Starting point is 00:02:06 Dear Stuart, he writes, I was out in the garage a few weeks back, beginning the fall changeover, moving bikes, skateboards, and swimming gear into the basement while dusting off skis, skates, and sleds, all in anticipation of an Ottawa winter. It's a chore that I enjoy. It emphasizes the clarity of the seasons in Canada. As I often do when doing my chores, I was listening to CBC.
Starting point is 00:02:36 The Vinyl Cafe was just starting. It was the show you recorded while you were in Ottawa, the nation's capital. You talked about your tour of Parliament, including your experiences in the magnificent parliamentary library, and your visit to the members' dining room. As a special treat, you were allowed to view the New Zealand room, a small, private dining room. You relayed the story of this room being lined with native New Zealand cowry timber, timber that was gifted to Canada by New Zealand after the old parliament burnt down in 1916. I was moved enough by this story to read it at a dinner I attended recently.
Starting point is 00:03:18 It was a dinner to introduce a visiting New Zealand MP to a number of her Canadian parliamentary colleagues. That dinner, appropriately enough, was held in the New Zealand room. The assembled group was collectively moved by your reflections, They provided the catalyst for a wonderful discussion on both the closeness of New Zealand-Canada ties and on the state of our respective democracies. I'm writing today because I'd like to add to this evolving story. You may not be aware that in 1921, the Canadian Parliament gifted some bird's-eye maple and walnut timber to New Zealand to reciprocate the gift of the cowrie lumber.

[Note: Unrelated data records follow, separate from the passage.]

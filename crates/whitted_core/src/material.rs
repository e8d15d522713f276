//! Phong material parameters and light sources.

use glam::DVec3;
use whitted_math::HomogeneousVector;

/// Color type alias (RGB, unclamped)
pub type Color = DVec3;

/// Display colors used by selection highlighting.
pub mod palette {
    use super::Color;

    pub const BLUE: Color = Color::new(0.0, 0.0, 1.0);
    pub const YELLOW: Color = Color::new(1.0, 1.0, 0.0);
    pub const RED: Color = Color::new(1.0, 0.0, 0.0);
    pub const CYAN: Color = Color::new(0.0, 1.0, 1.0);
    pub const GREEN: Color = Color::new(0.0, 1.0, 0.0);
}

/// Phong surface description.
///
/// `reflective_weight` and `refractive_weight` scale the contribution of the
/// secondary rays; a weight of exactly zero disables that ray.
#[derive(Debug, Clone, Copy, PartialEq)]
pub struct Material {
    pub ambient: Color,
    pub diffuse: Color,
    pub specular: Color,
    pub shininess: f64,
    pub refractive_index: f64,
    pub reflective_weight: f64,
    pub refractive_weight: f64,
}

impl Default for Material {
    fn default() -> Self {
        Self {
            ambient: Color::ONE,
            diffuse: Color::ONE,
            specular: Color::ONE,
            shininess: 0.0,
            refractive_index: 0.0,
            reflective_weight: 0.0,
            refractive_weight: 0.0,
        }
    }
}

impl Material {
    /// Fixed ambient coefficient applied to every surface.
    pub const AMBIENT_COEFFICIENT: Color = Color::splat(0.3);

    pub fn new(ambient: Color, diffuse: Color, specular: Color, shininess: f64) -> Self {
        Self {
            ambient,
            diffuse,
            specular,
            shininess,
            ..Default::default()
        }
    }

    pub fn with_reflection(mut self, weight: f64) -> Self {
        self.reflective_weight = weight;
        self
    }

    pub fn with_refraction(mut self, index: f64, weight: f64) -> Self {
        self.refractive_index = index;
        self.refractive_weight = weight;
        self
    }

    pub fn is_reflective(&self) -> bool {
        self.reflective_weight != 0.0
    }

    pub fn is_refractive(&self) -> bool {
        self.refractive_weight != 0.0
    }

    /// Ambient term.
    pub fn phong_ambient(&self) -> Color {
        self.ambient * Self::AMBIENT_COEFFICIENT
    }

    /// Diffuse and specular contribution of one light at `vertex`.
    ///
    /// `dir` is the incoming ray direction. The normal is flipped to face the
    /// viewer first, so back faces are lit like front faces. Nothing is
    /// clamped; several lights may push a channel above 1.
    pub fn phong(
        &self,
        dir: HomogeneousVector,
        light: &Light,
        vertex: HomogeneousVector,
        normal: HomogeneousVector,
    ) -> Color {
        let light_dir = light.direction_from(vertex);
        let view = -dir.normalize();
        let normal = if normal.dot(&view) < 0.0 { -normal } else { normal };

        let n_dot_l = normal.dot(&light_dir);
        if n_dot_l <= 0.0 {
            return Color::ZERO;
        }

        let mut color = self.diffuse * light.color * n_dot_l;

        let halfway = (light_dir + view).normalize();
        let n_dot_h = normal.dot(&halfway);
        if n_dot_h > 0.0 {
            color += self.specular * light.color * n_dot_h.powf(self.shininess);
        }
        color
    }
}

/// A point or directional light.
#[derive(Debug, Clone, Copy, PartialEq)]
pub struct Light {
    /// Location if a point (`w != 0`), direction towards the light if a vector.
    pub position: HomogeneousVector,
    pub color: Color,
}

impl Light {
    pub fn point(position: DVec3, color: Color) -> Self {
        Self {
            position: HomogeneousVector::from_point3(position),
            color,
        }
    }

    /// A light infinitely far away in `direction`.
    pub fn directional(direction: DVec3, color: Color) -> Self {
        Self {
            position: HomogeneousVector::from_vector3(direction),
            color,
        }
    }

    pub fn is_directional(&self) -> bool {
        self.position.is_vector()
    }

    /// Unit vector from `vertex` towards the light (zero if undefined).
    pub fn direction_from(&self, vertex: HomogeneousVector) -> HomogeneousVector {
        if self.position.is_point() {
            (self.position - vertex).normalize()
        } else {
            self.position.normalize()
        }
    }
}

#[cfg(test)]
mod tests {
    use super::*;

    fn white() -> Material {
        Material::new(Color::ONE, Color::ONE, Color::ONE, 1.0)
    }

    #[test]
    fn test_phong_head_on() {
        let light = Light::point(DVec3::new(0.0, 0.0, 5.0), Color::ONE);
        let color = white().phong(
            HomogeneousVector::vector(0.0, 0.0, -1.0),
            &light,
            HomogeneousVector::point(0.0, 0.0, 1.0),
            HomogeneousVector::vector(0.0, 0.0, 1.0),
        );
        // Diffuse 1 plus specular 1
        assert!((color - Color::splat(2.0)).length() < 1e-12);
    }

    #[test]
    fn test_phong_flips_back_facing_normal() {
        let light = Light::point(DVec3::new(0.0, 0.0, 5.0), Color::ONE);
        let front = white().phong(
            HomogeneousVector::vector(0.0, 0.0, -1.0),
            &light,
            HomogeneousVector::point(0.0, 0.0, 1.0),
            HomogeneousVector::vector(0.0, 0.0, 1.0),
        );
        let back = white().phong(
            HomogeneousVector::vector(0.0, 0.0, -1.0),
            &light,
            HomogeneousVector::point(0.0, 0.0, 1.0),
            HomogeneousVector::vector(0.0, 0.0, -1.0),
        );
        assert_eq!(front, back);
    }

    #[test]
    fn test_phong_light_behind_surface() {
        let light = Light::directional(DVec3::new(0.0, 0.0, -1.0), Color::ONE);
        let color = white().phong(
            HomogeneousVector::vector(0.0, 0.0, -1.0),
            &light,
            HomogeneousVector::point(0.0, 0.0, 1.0),
            HomogeneousVector::vector(0.0, 0.0, 1.0),
        );
        assert_eq!(color, Color::ZERO);
    }

    #[test]
    fn test_phong_light_at_vertex_contributes_nothing() {
        let light = Light::point(DVec3::new(0.0, 0.0, 1.0), Color::ONE);
        let color = white().phong(
            HomogeneousVector::vector(0.0, 0.0, -1.0),
            &light,
            HomogeneousVector::point(0.0, 0.0, 1.0),
            HomogeneousVector::vector(0.0, 0.0, 1.0),
        );
        assert_eq!(color, Color::ZERO);
    }

    #[test]
    fn test_ambient_term() {
        let m = Material::new(Color::new(1.0, 0.5, 0.0), Color::ZERO, Color::ZERO, 1.0);
        assert!((m.phong_ambient() - Color::new(0.3, 0.15, 0.0)).length() < 1e-12);
    }
}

Starting point is 00:04:02 The wood now lines the Speaker's Office in the Parliament buildings in Wellington, New Zealand. The room, I can report, glows with the warm colors of Canadian maple and walnut. The most recent addition to the story took place earlier last year, when New Zealand Prime Minister John Key, on an official visit to Canada, gifted Canada three contemporary prints by David Teyatta, a promising New Zealand artist. This new artwork was framed by David Monaghan, curator at the House of Commons. It now hangs in the New Zealand room. Kind regards, Andrew Needs, High Commissioner.

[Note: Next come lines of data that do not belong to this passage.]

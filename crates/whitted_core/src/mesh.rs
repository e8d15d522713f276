//! Indexed triangle meshes.

use thiserror::Error;
use whitted_math::{HomogeneousVector, RigidTransform};

use crate::bbox::BoundingBox;
use crate::intersect::{triangle_intersect, Facet, SurfaceHit};
use crate::material::Color;
use crate::node::{emit_line, LineSink};

/// Face hits closer than this to the ray origin are ignored.
///
/// Keeps secondary rays from re-hitting the face they start on.
pub const MIN_HIT_DISTANCE: f64 = 0.2;

/// Errors from building a mesh out of raw vertex and face lists.
#[derive(Debug, Error, PartialEq, Eq)]
pub enum MeshError {
    #[error("mesh has no vertices")]
    NoVertices,

    #[error("face {face} references vertex {index}, but the mesh has only {vertex_count} vertices")]
    FaceIndexOutOfRange {
        face: usize,
        index: usize,
        vertex_count: usize,
    },
}

/// Triangle mesh in object space with smoothed vertex normals.
#[derive(Debug, Clone, PartialEq)]
pub struct Mesh {
    vertices: Vec<HomogeneousVector>,
    normals: Vec<HomogeneousVector>,
    faces: Vec<[usize; 3]>,
    bounds: BoundingBox,
}

impl Mesh {
    /// Build a mesh from zero-based face indices.
    ///
    /// Every index is checked here once so intersection can index freely.
    pub fn new(vertices: Vec<HomogeneousVector>, faces: Vec<[usize; 3]>) -> Result<Self, MeshError> {
        let vertices: Vec<_> = vertices.into_iter().map(HomogeneousVector::to_point).collect();
        let bounds = BoundingBox::from_points(&vertices).ok_or(MeshError::NoVertices)?;

        for (face, indices) in faces.iter().enumerate() {
            if let Some(&index) = indices.iter().find(|&&i| i >= vertices.len()) {
                return Err(MeshError::FaceIndexOutOfRange {
                    face,
                    index,
                    vertex_count: vertices.len(),
                });
            }
        }

        let normals = vertex_normals(&vertices, &faces);
        log::debug!(
            "Built mesh: {} vertices, {} faces, bounds {:?} .. {:?}",
            vertices.len(),
            faces.len(),
            bounds.min(),
            bounds.max()
        );

        Ok(Self {
            vertices,
            normals,
            faces,
            bounds,
        })
    }

    pub fn vertices(&self) -> &[HomogeneousVector] {
        &self.vertices
    }

    pub fn normals(&self) -> &[HomogeneousVector] {
        &self.normals
    }

    pub fn faces(&self) -> &[[usize; 3]] {
        &self.faces
    }

    pub fn bounds(&self) -> &BoundingBox {
        &self.bounds
    }

    pub fn bounds_mut(&mut self) -> &mut BoundingBox {
        &mut self.bounds
    }

    /// Coarse test against the bounding box only.
    pub fn intersect(
        &self,
        state: &RigidTransform,
        orig: HomogeneousVector,
        dir: HomogeneousVector,
    ) -> Option<f64> {
        let inv = state.inverse();
        self.bounds.intersect(inv * orig, inv * dir)
    }

    /// Nearest face hit at least [`MIN_HIT_DISTANCE`] along the ray.
    ///
    /// The hit point and normal are interpolated from the face's vertices and
    /// vertex normals, then taken back to world space.
    pub fn fine_intersect(
        &self,
        state: &RigidTransform,
        orig: HomogeneousVector,
        dir: HomogeneousVector,
    ) -> Option<SurfaceHit> {
        let inv = state.inverse();
        let orig = inv * orig;
        let dir = inv * dir;

        // Bail early if the ray misses the box
        self.bounds.intersect(orig, dir)?;

        let (face, hit) = self
            .faces
            .iter()
            .filter_map(|&[a, b, c]| {
                let hit = triangle_intersect(
                    orig,
                    dir,
                    self.vertices[a],
                    self.vertices[b],
                    self.vertices[c],
                    Facet::Triangle,
                )?;
                (hit.t >= MIN_HIT_DISTANCE).then_some(([a, b, c], hit))
            })
            .min_by(|(_, x), (_, y)| x.t.total_cmp(&y.t))?;

        let [a, b, c] = face;
        let point = hit.interpolate(&self.vertices[a], &self.vertices[b], &self.vertices[c]);
        let normal = hit.interpolate(&self.normals[a], &self.normals[b], &self.normals[c]);

        Some(SurfaceHit {
            t: hit.t,
            point: *state * point,
            normal: (*state * normal).normalize(),
        })
    }

    /// Wireframe: every triangle edge.
    pub fn render(&self, transform: &RigidTransform, color: Color, sink: &mut dyn LineSink) {
        for &[a, b, c] in &self.faces {
            let (va, vb, vc) = (self.vertices[a], self.vertices[b], self.vertices[c]);
            emit_line(sink, transform, va, vb, color);
            emit_line(sink, transform, vb, vc, color);
            emit_line(sink, transform, vc, va, color);
        }
    }
}

/// Per-vertex normals: the normalized sum of the unit normals of every face
/// touching the vertex.
fn vertex_normals(vertices: &[HomogeneousVector], faces: &[[usize; 3]]) -> Vec<HomogeneousVector> {
    let mut normals = vec![HomogeneousVector::ZERO; vertices.len()];
    for &[a, b, c] in faces {
        let (va, vb, vc) = (vertices[a], vertices[b], vertices[c]);
        let face_normal = -(vb - va).cross(&(vc - vb)).normalize();
        normals[a] += face_normal;
        normals[b] += face_normal;
        normals[c] += face_normal;
    }
    normals.into_iter().map(HomogeneousVector::normalize).collect()
}

#[cfg(test)]
mod tests {
    use super::*;
    use crate::node::Line;

    /// Two triangles covering `[-1, 1]²` in the `z = 0` plane.
    fn square() -> Mesh {
        Mesh::new(
            vec![
                HomogeneousVector::point(-1.0, -1.0, 0.0),
                HomogeneousVector::point(1.0, -1.0, 0.0),
                HomogeneousVector::point(1.0, 1.0, 0.0),
                HomogeneousVector::point(-1.0, 1.0, 0.0),
            ],
            vec![[0, 1, 2], [0, 2, 3]],
        )
        .expect("valid mesh")
    }

    #[test]
    fn test_rejects_out_of_range_face() {
        let err = Mesh::new(
            vec![
                HomogeneousVector::point(0.0, 0.0, 0.0),
                HomogeneousVector::point(1.0, 0.0, 0.0),
                HomogeneousVector::point(0.0, 1.0, 0.0),
            ],
            vec![[0, 1, 2], [0, 1, 3]],
        )
        .unwrap_err();
        assert_eq!(
            err,
            MeshError::FaceIndexOutOfRange {
                face: 1,
                index: 3,
                vertex_count: 3
            }
        );
    }

    #[test]
    fn test_rejects_empty_mesh() {
        assert_eq!(Mesh::new(Vec::new(), Vec::new()).unwrap_err(), MeshError::NoVertices);
    }

    #[test]
    fn test_vertex_normals() {
        let mesh = square();
        for n in mesh.normals() {
            assert!(n.abs_diff_eq(&HomogeneousVector::vector(0.0, 0.0, -1.0), 1e-12));
        }
    }

    #[test]
    fn test_unused_vertex_has_zero_normal() {
        let mesh = Mesh::new(
            vec![
                HomogeneousVector::point(0.0, 0.0, 0.0),
                HomogeneousVector::point(1.0, 0.0, 0.0),
                HomogeneousVector::point(0.0, 1.0, 0.0),
                HomogeneousVector::point(5.0, 5.0, 5.0),
            ],
            vec![[0, 1, 2]],
        )
        .expect("valid mesh");
        assert_eq!(mesh.normals()[3], HomogeneousVector::ZERO);
    }

    #[test]
    fn test_fine_intersect() {
        let state = RigidTransform::translate(0.0, 0.0, -1.0);
        let hit = square()
            .fine_intersect(
                &state,
                HomogeneousVector::point(0.5, -0.5, 5.0),
                HomogeneousVector::vector(0.0, 0.0, -1.0),
            )
            .expect("ray crosses the square");
        assert!((hit.t - 6.0).abs() < 1e-12);
        assert!(hit.point.abs_diff_eq(&HomogeneousVector::point(0.5, -0.5, -1.0), 1e-12));
        assert!(hit.normal.abs_diff_eq(&HomogeneousVector::vector(0.0, 0.0, -1.0), 1e-12));
    }

    #[test]
    fn test_coarse_intersect_uses_box() {
        let t = square().intersect(
            &RigidTransform::IDENTITY,
            HomogeneousVector::point(0.5, -0.5, 5.0),
            HomogeneousVector::vector(0.0, 0.0, -1.0),
        );
        assert_eq!(t, Some(5.0));
    }

    #[test]
    fn test_ignores_hits_closer_than_min_distance() {
        let mesh = square();
        let orig = HomogeneousVector::point(0.5, -0.5, 0.1);
        let dir = HomogeneousVector::vector(0.0, 0.0, -1.0);
        assert!(mesh.fine_intersect(&RigidTransform::IDENTITY, orig, dir).is_none());
    }

    #[test]
    fn test_render_face_edges() {
        let mut lines: Vec<Line> = Vec::new();
        square().render(&RigidTransform::IDENTITY, Color::ONE, &mut lines);
        assert_eq!(lines.len(), 6);
    }
}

Starting point is 00:04:47 I love that letter, and I love this continuing story of the New Zealand dining room. It's just a tiny room, tucked away on the top floor of the Canadian Parliament building, hardly more than an alcove, with space for maybe 12 at the table, and paneled in the exceptionally strong cowery wood that's unique to New Zealand. It's a tiny story about a tiny room, but the story touches me. Because I would put forward, it touches the possibility of something rare, not the warm and enduring affection that we know is possible between individuals, but something more difficult and in less supply.
Starting point is 00:05:29 And that is the possibility of good feelings between nations. Three small acts of, well, you can call them what you want, thoughtfulness, kindness, or even love, that were played out over the past hundred years. Small gestures, sure, but they add up to a not insignificant thing. I don't know what it is exactly, but it's something, and it's something worth knowing about. There is meaning in ritual and symbol, in reciprocation and remembrance.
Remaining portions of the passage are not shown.